Quality of life is often thought to be poor before and after intensive care unit admission. The aim of this study was to investigate changes in quality of life before and after intensive care. A prospective cohort study of 300 consecutive patients admitted to intensive care was performed in a Scottish Teaching Hospital. Quality of life was assessed premorbidly and 3, 6 and 12 months after intensive care admission for surviving patients using SF‐36 as well as EQ‐5D scores at 12 months. The median value for age was 60.5 years and for APACHE II score, 18. The mean length of stay was 6.7 days. SF‐36 physical component scores decreased from premorbid values at 3 months (p = 0.05) and then returned to premorbid values at 12 months (p < 0.001). The mean physical scores were below the population norm at all time points but the mean mental scores were similar or higher than these population norms. Patients who died after intensive care discharge had lower quality of life scores than did survivors (all p < 0.01). Poor premorbid quality of life was demonstrated and appears to reduce after ICU discharge. For survivors there was a slow increase in physical quality of life to premorbid levels by the end of the first year but these remained lower than in the general population. ICU patients experience a considerable longer‐term burden of ill health.

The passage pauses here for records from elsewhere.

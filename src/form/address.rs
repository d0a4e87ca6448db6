use std::fmt;

use tracing::trace;

use crate::{
    domain::{Address, AddressField},
    validation::{AddressValidation, Validation, validate_address},
};

use super::{
    countries::{countries, provinces_for},
    select::SelectionWidget,
};

pub type ValidityListener = Box<dyn FnMut(bool)>;

/// Sub-form for one [`Address`] draft.
///
/// Seven free-text fields plus two cascading pickers: the province picker is
/// scoped to the selected country and is reset whenever the country changes.
pub struct AddressEditor {
    address: Address,
    validation: AddressValidation,
    country_picker: SelectionWidget,
    province_picker: SelectionWidget,
    on_validation_change: Option<ValidityListener>,
    last_reported: Option<bool>,
}

impl AddressEditor {
    pub fn new(address: Address) -> Self {
        let country_picker =
            SelectionWidget::new("Country", countries().to_vec(), address.country.clone());
        let province_picker = SelectionWidget::new(
            "Province",
            provinces_for(&address.country),
            address.province.clone(),
        );
        let validation = validate_address(&address);
        Self {
            address,
            validation,
            country_picker,
            province_picker,
            on_validation_change: None,
            last_reported: None,
        }
    }

    /// Fresh draft with the country preselected.
    pub fn blank(default_country: &str) -> Self {
        Self::new(Address::in_country(default_country))
    }

    /// Register a listener for validity changes. It fires immediately with
    /// the current validity, then on every transition.
    pub fn on_validation_change(&mut self, listener: ValidityListener) {
        self.on_validation_change = Some(listener);
        self.last_reported = None;
        self.report_validity();
    }

    pub fn address(&self) -> &Address {
        &self.address
    }

    pub fn into_address(self) -> Address {
        self.address
    }

    pub fn validation(&self) -> &AddressValidation {
        &self.validation
    }

    /// Validation of one field; fields without rules are always valid.
    pub fn field_validation(&self, field: AddressField) -> Validation {
        match field {
            AddressField::City => self.validation.city.clone(),
            AddressField::Country => self.validation.country.clone(),
            _ => Validation::ok(),
        }
    }

    pub fn is_valid(&self) -> bool {
        self.validation.is_valid()
    }

    pub fn provinces(&self) -> &[String] {
        self.province_picker.candidates()
    }

    pub fn picker(&self, field: AddressField) -> Option<&SelectionWidget> {
        match field {
            AddressField::Country => Some(&self.country_picker),
            AddressField::Province => Some(&self.province_picker),
            _ => None,
        }
    }

    pub fn picker_mut(&mut self, field: AddressField) -> Option<&mut SelectionWidget> {
        match field {
            AddressField::Country => Some(&mut self.country_picker),
            AddressField::Province => Some(&mut self.province_picker),
            _ => None,
        }
    }

    /// Assign one field and re-validate.
    ///
    /// A new country clears the province and swaps the province choices in
    /// the same update, so no stale province is ever observable.
    pub fn set_field(&mut self, field: AddressField, value: impl Into<String>) {
        let value = value.into();
        if field == AddressField::Country {
            if value != self.address.country {
                trace!(from = %self.address.country, to = %value, "country changed");
            }
            self.province_picker.set_candidates(provinces_for(&value));
            self.address.province.clear();
            self.province_picker.sync_value("");
        }
        self.address.set(field, value);
        let current = self.address.get(field).to_string();
        if let Some(picker) = self.picker_mut(field) {
            picker.sync_value(&current);
        }
        self.revalidate();
    }

    /// Commit the highlighted candidate of an expanded picker into the draft.
    pub fn select_highlighted(&mut self, field: AddressField) -> bool {
        let Some(chosen) = self
            .picker_mut(field)
            .and_then(SelectionWidget::select_highlighted)
        else {
            return false;
        };
        self.set_field(field, chosen);
        true
    }

    fn revalidate(&mut self) {
        self.validation = validate_address(&self.address);
        self.report_validity();
    }

    fn report_validity(&mut self) {
        let valid = self.validation.is_valid();
        if self.last_reported == Some(valid) {
            return;
        }
        if let Some(listener) = self.on_validation_change.as_mut() {
            listener(valid);
            self.last_reported = Some(valid);
        }
    }
}

impl Clone for AddressEditor {
    /// Listeners are not cloned.
    fn clone(&self) -> Self {
        Self {
            address: self.address.clone(),
            validation: self.validation.clone(),
            country_picker: self.country_picker.clone(),
            province_picker: self.province_picker.clone(),
            on_validation_change: None,
            last_reported: None,
        }
    }
}

impl fmt::Debug for AddressEditor {
    fn fmt(&self, f: &mut fmt::Formatter<'_>) -> fmt::Result {
        f.debug_struct("AddressEditor")
            .field("address", &self.address)
            .field("validation", &self.validation)
            .field("country_picker", &self.country_picker)
            .field("province_picker", &self.province_picker)
            .finish_non_exhaustive()
    }
}
use std::fs;
use std::path::{Path, PathBuf};

use clap::{Parser, ValueEnum};
use color_eyre::eyre::{Result, WrapErr, eyre};
use serde_json::Value;
use tracing::info;
use tracing_subscriber::{EnvFilter, Layer, fmt, layer::SubscriberExt, util::SubscriberInitExt};

use field_repeater::{
    InputKind, JsonFileStore, ListController, RepeaterUI, UiOptions, ValueKind, WidgetOptions,
    WidgetParameters,
};

#[derive(Debug, Parser)]
#[command(
    name = "field-repeater",
    version,
    about = "Edit an ordered list field of a JSON document in the terminal"
)]
struct Cli {
    /// JSON document holding the field (created on first save)
    #[arg(short = 's', long = "store", value_name = "FILE")]
    store: PathBuf,

    /// JSON pointer to the field inside the document; empty means the whole document
    #[arg(short = 'p', long = "pointer", value_name = "POINTER", default_value = "")]
    pointer: String,

    /// Widget parameters: inline JSON object or path to a JSON file
    #[arg(long = "params", value_name = "SPEC")]
    params: Option<String>,

    /// Shape of each entry
    #[arg(short = 'k', long = "kind", value_enum)]
    kind: Option<Kind>,

    /// Input kind of the value column (text, url, email, tel)
    #[arg(long = "input-type", value_name = "KIND")]
    input_type: Option<String>,

    /// Label of the value column
    #[arg(long = "label", value_name = "TEXT")]
    label: Option<String>,

    /// Title shown above the list
    #[arg(long = "title", value_name = "TEXT")]
    title: Option<String>,

    /// Only allow adding, deleting and reordering entries
    #[arg(long = "no-edit")]
    no_edit: bool,

    /// Quit without asking even when a draft is unsaved
    #[arg(long = "no-confirm-exit")]
    no_confirm_exit: bool,

    /// Write logs to this file (RUST_LOG controls the level, default warn)
    #[arg(long = "log-file", value_name = "PATH")]
    log_file: Option<PathBuf>,

    /// Print the normalized list as JSON and exit without starting the UI
    #[arg(long = "dump")]
    dump: bool,
}

#[derive(Debug, Clone, Copy, ValueEnum)]
enum Kind {
    Scalar,
    Address,
}

impl From<Kind> for ValueKind {
    fn from(kind: Kind) -> Self {
        match kind {
            Kind::Scalar => ValueKind::Scalar,
            Kind::Address => ValueKind::Address,
        }
    }
}

fn main() -> Result<()> {
    color_eyre::install()?;
    let cli = Cli::parse();
    init_tracing(cli.log_file.as_deref(), cli.dump)?;

    let widget = resolve_widget_options(&cli)?;
    let store = JsonFileStore::open(&cli.store, &cli.pointer)
        .wrap_err_with(|| format!("failed to open {}", cli.store.display()))?;
    info!(path = %cli.store.display(), pointer = %store.pointer(), "store opened");

    if cli.dump {
        let controller = ListController::mount(store, widget);
        let rendered = serde_json::to_string_pretty(controller.items())?;
        println!("{rendered}");
        return Ok(());
    }

    let mut options = UiOptions::default().with_confirm_exit(!cli.no_confirm_exit);
    if let Some(title) = cli.title.clone() {
        options = options.with_title(title);
    }
    let items = RepeaterUI::new(store, widget)
        .with_options(options)
        .run()
        .map_err(|err| eyre!("{err:#}"))?;
    info!(count = items.len(), "repeater closed");
    Ok(())
}

fn resolve_widget_options(cli: &Cli) -> Result<WidgetOptions> {
    let mut params = match &cli.params {
        Some(spec) => {
            let value = load_params(spec)?;
            WidgetParameters::from_json(&value).wrap_err("invalid widget parameters")?
        }
        None => WidgetParameters::default(),
    };
    if let Some(kind) = cli.kind {
        params.value_kind = Some(kind.into());
    }
    if let Some(raw) = &cli.input_type {
        params.input_type = InputKind::parse_lenient(raw);
    }
    if let Some(label) = &cli.label {
        params.label = Some(label.clone());
    }
    if cli.no_edit {
        params.allow_inline_edit = Some(false);
    }
    Ok(WidgetOptions::from_parameters(&params))
}

fn load_params(spec: &str) -> Result<Value> {
    let trimmed = spec.trim_start();
    let contents = if trimmed.starts_with('{') {
        spec.to_string()
    } else {
        fs::read_to_string(spec).wrap_err_with(|| format!("failed to read params file {spec}"))?
    };
    serde_json::from_str(&contents).wrap_err("params are not valid JSON")
}

/// Log to a file while the terminal is taken over; `--dump` may also log to
/// stderr since it never enters the alternate screen.
fn init_tracing(log_file: Option<&Path>, console: bool) -> Result<()> {
    let filter = || EnvFilter::try_from_default_env().unwrap_or_else(|_| EnvFilter::new("warn"));

    let file_layer = match log_file {
        Some(path) => {
            let directory = path
                .parent()
                .filter(|dir| !dir.as_os_str().is_empty())
                .unwrap_or_else(|| Path::new("."));
            fs::create_dir_all(directory)
                .wrap_err_with(|| format!("failed to create {}", directory.display()))?;
            let file_name = path
                .file_name()
                .ok_or_else(|| eyre!("log file path has no file name"))?;
            let appender = tracing_appender::rolling::never(directory, file_name);
            Some(
                fmt::layer()
                    .with_writer(appender)
                    .with_ansi(false)
                    .with_target(true)
                    .with_line_number(true)
                    .with_filter(filter()),
            )
        }
        None => None,
    };
    let console_layer = console.then(|| {
        fmt::layer()
            .with_writer(std::io::stderr)
            .with_target(true)
            .with_filter(filter())
    });

    tracing_subscriber::registry()
        .with(file_layer)
        .with(console_layer)
        .init();
    Ok(())
}

#[cfg(test)]
mod tests {
    use super::*;

    #[test]
    fn flags_override_params() {
        let cli = Cli::parse_from([
            "field-repeater",
            "--store",
            "doc.json",
            "--params",
            r#"{"inputType":"url","label":"Links"}"#,
            "--label",
            "Websites",
            "--no-edit",
        ]);
        let options = resolve_widget_options(&cli).unwrap();
        assert_eq!(options.input_kind, InputKind::Url);
        assert_eq!(options.label, "Websites");
        assert!(!options.allow_inline_edit);
    }

    #[test]
    fn address_kind_brings_address_defaults() {
        let cli = Cli::parse_from(["field-repeater", "-s", "doc.json", "--kind", "address"]);
        let options = resolve_widget_options(&cli).unwrap();
        assert_eq!(options.value_kind, ValueKind::Address);
        assert_eq!(options.item_type.as_deref(), Some("Official"));
        assert_eq!(options.default_country, "Canada");
    }

    #[test]
    fn unknown_input_type_is_text() {
        let cli = Cli::parse_from(["field-repeater", "-s", "d.json", "--input-type", "color"]);
        let options = resolve_widget_options(&cli).unwrap();
        assert_eq!(options.input_kind, InputKind::Text);
    }
}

Phân tích tổng hợp về độ chính xác và độ chính xác của thiết bị đo lưu lượng tim siêu âm (USCOM) Dịch bởi AI
Anaesthesia - Tập 67 Số 11 - Trang 1266-1271 - 2012
Simon W. Chong, Philip J. Peyton
Tóm tắt

Thiết bị đo lưu lượng tim siêu âm là một thiết bị đo không xâm lấn, sử dụng sóng Doppler liên tục có thể được sử dụng để đo lưu lượng tim. Độ chính xác và độ chính xác của nó trong các trường hợp phẫu thuật và chăm sóc tích cực đã được đánh giá với nhiều kết quả khác nhau. Chúng tôi đã tiến hành một phân tích tổng hợp để tính toán độ lệch trung bình tổng hợp, độ chính xác và tỷ lệ sai số của thiết bị này. Sáu nghiên cứu đã được chọn để đưa vào phân tích tham số tổng hợp với 320 phép đo. Độ lệch trung bình có trọng số là -0.39 l.min−1(95% CI -0.25 đến -0.53 l.min−1), độ chính xác 1.27 l.min−1 và tỷ lệ sai số 42.7% (95% CI 38.5−46.9%). Thiết bị đo lưu lượng tim siêu âm đạt được sự đồng thuận tương tự với phương pháp nhiệt pha bolus so với các phương pháp không xâm lấn khác trong việc theo dõi lưu lượng tim trong phẫu thuật, và có thể đóng một vai trò hữu ích trong theo dõi lưu lượng tim.